Signature supervisor



Changes in protein levels expressed by a cell lead to changes in cell function. LC-MS/MS proteomics can monitor changes in protein levels, for instance after applying different stimuli to cells. Technical variability obscures the biological signal and combining multiple LC-MS/MS runs leads to missing values. Consequently, statistically inferring changes in protein levels from LC-MS/MS data is challenging. Published global LC-MS/MS datasets contain limited information on peptides which are truly differentially expressed. The use of simulated LC-MS/MS data can overcome this limitation.
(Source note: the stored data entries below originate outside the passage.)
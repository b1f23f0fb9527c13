//! Placeholder data shown when the backend is unreachable and
//! `fallback = "demo"` is configured.
//!
//! Everything here is deterministic so the demo screen looks the same on
//! every run and tests can pin exact values.

use chrono::NaiveDate;

use crate::models::{
    content_type_name, ContentItem, ContentStatus, ContentType, HotTrendItem, HotTrendStats,
    PendingCounts, RawFilter,
};

const DEMO_ROWS: u64 = 20;
const DEMO_CATEGORIES: [&str; 5] = ["玄幻", "都市", "古装", "悬疑", "恋爱"];

fn sites(ct: ContentType) -> [&'static str; 2] {
    match ct {
        ContentType::Novel => ["起点中文网", "晋江文学城"],
        ContentType::Drama => ["优酷", "爱奇艺"],
        ContentType::Comic => ["哔哩哔哩", "快看漫画"],
        ContentType::News => ["新浪新闻", "网易新闻"],
        ContentType::Entertainment => ["微博", "豆瓣"],
    }
}

/// Twenty sample rows crawled on `today`, narrowed by the type filter.
pub fn raw_items(filter: &RawFilter, today: NaiveDate) -> Vec<ContentItem> {
    let crawl_date = today.format("%Y-%m-%d").to_string();
    (1..=DEMO_ROWS)
        .filter_map(|i| {
            let ct = ContentType::ALL[(i * 3 % 5) as usize];
            if filter.content_type.is_some_and(|want| want != ct) {
                return None;
            }
            let status = match i % 3 {
                0 => ContentStatus::Analyzed,
                1 => ContentStatus::Pending,
                _ => ContentStatus::Analyzing,
            };
            Some(ContentItem {
                id: Some(i),
                title: t!(
                    "demo.raw_title",
                    kind = content_type_name(ct.code()),
                    n = i
                )
                .to_string(),
                content_type: ct.code().to_string(),
                category: Some(DEMO_CATEGORIES[(i * 7 % 5) as usize].to_string()),
                popularity_score: ((i * 37 + 11) % 100) as f64,
                source_site: sites(ct)[(i % 2) as usize].to_string(),
                crawl_date: crawl_date.clone(),
                status,
            })
        })
        .collect()
}

/// Fixed pending-analysis counts per category.
pub fn pending_counts() -> PendingCounts {
    PendingCounts::from_pairs(&[
        (ContentType::Novel, 25),
        (ContentType::Drama, 18),
        (ContentType::Comic, 12),
        (ContentType::News, 35),
        (ContentType::Entertainment, 42),
    ])
}

pub fn hot_trend_stats() -> HotTrendStats {
    HotTrendStats {
        drama_count: 12,
        comic_count: 25,
        news_count: 8,
        entertainment_count: 32,
    }
}

fn hot(title: &str, category: &str, platform: &str, hot_score: f64) -> HotTrendItem {
    HotTrendItem {
        title: title.to_string(),
        category: Some(category.to_string()),
        platform: Some(platform.to_string()),
        source: None,
        source_site: None,
        hot_score,
    }
}

/// Three sample items per hot-trend category, in `ContentType::HOT_TREND` order.
pub fn hot_trend_lists() -> Vec<(ContentType, Vec<HotTrendItem>)> {
    ContentType::HOT_TREND
        .iter()
        .map(|&ct| {
            let items = match ct {
                ContentType::Drama => vec![
                    hot("爆款短剧·都市爱情故事", "都市", "爱奇艺", 94.5),
                    hot("古装悬疑·宫斗秘闻", "古装", "腾讯视频", 92.3),
                    hot("科幻冒险·未来世界", "科幻", "优酷", 89.7),
                ],
                ContentType::Comic => vec![
                    hot("恋爱日常·青春物语", "恋爱", "快看漫画", 96.2),
                    hot("校园搞笑·欢乐时光", "搞笑", "哔哩哔哩", 93.8),
                    hot("奇幻冒险·异世界", "奇幻", "腾讯动漫", 91.5),
                ],
                ContentType::News => vec![
                    hot("科技前沿·AI技术突破", "科技", "新浪新闻", 98.1),
                    hot("财经观察·股市动态", "财经", "网易新闻", 95.3),
                    hot("社会热点·民生关注", "社会", "搜狐新闻", 92.7),
                ],
                ContentType::Entertainment => vec![
                    hot("明星八卦·恋情曝光", "明星", "微博", 99.5),
                    hot("综艺热议·节目争议", "综艺", "豆瓣", 97.8),
                    hot("音乐榜单·新歌发布", "音乐", "网易云音乐", 96.4),
                ],
                ContentType::Novel => Vec::new(),
            };
            (ct, items)
        })
        .collect()
}
//! Application struct and event loop.
//!
//! Owns the terminal, state, backend client, and the load channel.
//! Loaders run on spawned tasks and report back as [`LoadEvent`]s that
//! the loop drains once per frame.

use std::io;
use std::path::PathBuf;
use std::time::{Duration, Instant};

use anyhow::{Context, Result};
use chrono::{Local, Utc};
use crossterm::{
    event::{self, Event, KeyCode, KeyEvent, KeyEventKind, KeyModifiers},
    execute,
    terminal::{disable_raw_mode, enable_raw_mode, EnterAlternateScreen, LeaveAlternateScreen},
};
use ratatui::{backend::CrosstermBackend, Terminal};
use tokio::sync::mpsc;

use crate::api::loaders::{self, DashboardBundle, HotTrendsBundle, RawListing};
use crate::api::{ActionAck, ApiError, DashboardClient};
use crate::config::Config;
use crate::constants::*;
use crate::models::{BackendStatus, RankedItem, RawFilter, TrendSeries};
use crate::report;
use crate::ui::{self, ActionKind, AppState, LoadKey, LoadRequest, Ticket, ToastKind, View};

/// Results posted back to the UI loop by spawned tasks.
#[derive(Debug)]
pub enum LoadEvent {
    Dashboard {
        ticket: Ticket,
        /// Trends ride along with the dashboard but a period change can
        /// supersede them independently.
        trends_ticket: Ticket,
        bundle: DashboardBundle,
    },
    Trends {
        ticket: Ticket,
        result: Result<TrendSeries, ApiError>,
    },
    RawData {
        ticket: Ticket,
        result: Result<RawListing, ApiError>,
        announce: bool,
    },
    HotTrends {
        ticket: Ticket,
        bundle: HotTrendsBundle,
        announce: bool,
    },
    Detail {
        ticket: Ticket,
        result: Result<Vec<RankedItem>, ApiError>,
    },
    Models {
        ticket: Ticket,
        result: Result<Vec<String>, ApiError>,
    },
    BackendStatus {
        ticket: Ticket,
        result: Result<BackendStatus, ApiError>,
    },
    Action {
        kind: ActionKind,
        result: Result<ActionAck, ApiError>,
    },
    /// The post-update delay elapsed.
    RefreshDue,
    Exported(Result<PathBuf>),
}

/// Main application struct.
pub struct App {
    state: AppState,
    client: DashboardClient,
    config: Config,

    // Channel
    load_tx: mpsc::UnboundedSender<LoadEvent>,
    load_rx: mpsc::UnboundedReceiver<LoadEvent>,

    // Local loop state
    last_clock: Instant,
}
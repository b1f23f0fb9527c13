use serde::{Deserialize, Deserializer};
use serde_json::Value;

/// Lines shown per section of an analysis card.
pub const CARD_PREVIEW_LINES: usize = 2;

/// One AI analysis run as returned by `/api/analysis/recent`.
#[derive(Debug, Clone, Deserialize)]
pub struct AnalysisRecord {
    #[serde(default)]
    pub id: Option<u64>,
    #[serde(default)]
    pub content_type: String,
    #[serde(default)]
    pub analysis_date: String,
    /// Fraction in 0..1.
    #[serde(default)]
    pub confidence_score: f64,
    #[serde(default, deserialize_with = "string_list")]
    pub trend_summary: Vec<String>,
    #[serde(default, deserialize_with = "string_list")]
    pub prediction_result: Vec<String>,
    #[serde(default)]
    pub created_at: Option<String>,
}

impl AnalysisRecord {
    pub fn is_overall(&self) -> bool {
        self.content_type == "overall"
    }

    pub fn heading(&self) -> String {
        if self.is_overall() {
            t!("analysis.overall").to_string()
        } else {
            t!("analysis.prediction").to_string()
        }
    }

    /// Confidence as a percentage with one decimal, e.g. `87.3%`.
    pub fn confidence_display(&self) -> String {
        format!("{:.1}%", self.confidence_score * 100.0)
    }

    pub fn trend_preview(&self) -> &[String] {
        preview(&self.trend_summary)
    }

    pub fn prediction_preview(&self) -> &[String] {
        preview(&self.prediction_result)
    }
}

fn preview(lines: &[String]) -> &[String] {
    &lines[..lines.len().min(CARD_PREVIEW_LINES)]
}

/// Accept a JSON array of anything and stringify its elements.
/// Non-array values (objects, bare strings, null) yield an empty list.
fn string_list<'de, D>(deserializer: D) -> Result<Vec<String>, D::Error>
where
    D: Deserializer<'de>,
{
    let value = Value::deserialize(deserializer)?;
    Ok(match value {
        Value::Array(items) => items
            .into_iter()
            .map(|v| match v {
                Value::String(s) => s,
                other => other.to_string(),
            })
            .collect(),
        _ => Vec::new(),
    })
}

#[cfg(test)]
mod tests {
    use super::*;

    fn parse(json: &str) -> AnalysisRecord {
        serde_json::from_str(json).unwrap()
    }

    #[test]
    fn heading_depends_on_overall_marker() {
        rust_i18n::set_locale("en");
        let overall = parse(r#"{"content_type":"overall"}"#);
        let other = parse(r#"{"content_type":"drama"}"#);
        assert_eq!(overall.heading(), "Overall analysis");
        assert_eq!(other.heading(), "Prediction analysis");
    }

    #[test]
    fn confidence_rendered_with_one_decimal() {
        let r = parse(r#"{"confidence_score":0.8734}"#);
        assert_eq!(r.confidence_display(), "87.3%");
        let r = parse(r#"{"confidence_score":1}"#);
        assert_eq!(r.confidence_display(), "100.0%");
    }

    #[test]
    fn previews_cap_at_two_lines() {
        let r = parse(r#"{"trend_summary":["a","b","c"],"prediction_result":["x"]}"#);
        assert_eq!(r.trend_preview(), &["a".to_string(), "b".to_string()]);
        assert_eq!(r.prediction_preview(), &["x".to_string()]);
    }

    #[test]
    fn non_array_summaries_are_empty() {
        let r = parse(r#"{"trend_summary":"plain text","prediction_result":{"k":1}}"#);
        assert!(r.trend_summary.is_empty());
        assert!(r.prediction_result.is_empty());
    }

    #[test]
    fn missing_and_null_summaries_are_empty() {
        let r = parse(r#"{"trend_summary":null}"#);
        assert!(r.trend_summary.is_empty());
        assert!(r.prediction_result.is_empty());
    }

    #[test]
    fn non_string_elements_are_stringified() {
        let r = parse(r#"{"trend_summary":[1, true, "ok"]}"#);
        assert_eq!(r.trend_summary, vec!["1", "true", "ok"]);
    }
}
Four different methods are applied to statistically infer differentially expressed peptides in LC-MS/MS data: Two-sample T-test, Limma’s eBayes, GLM-Gamma and MSstats. Statistical tests are validated on simulated LC-MS/MS data. LC-MS/MS data is simulated using a resampling-based method and an ab initio method. The fraction of missing values and number of biological replicates present in LC-MS/MS datasets, limits the identification of differentially expressed peptides. With less than six biological replicates available, GLM-Gamma achieves the highest sensitivity. Limma’s eBayes can achieve a higher sensitivity than GLM-Gamma when at least six biological replicates are available. The fraction false positives are conservative for all methods when at least three biological replicates are available.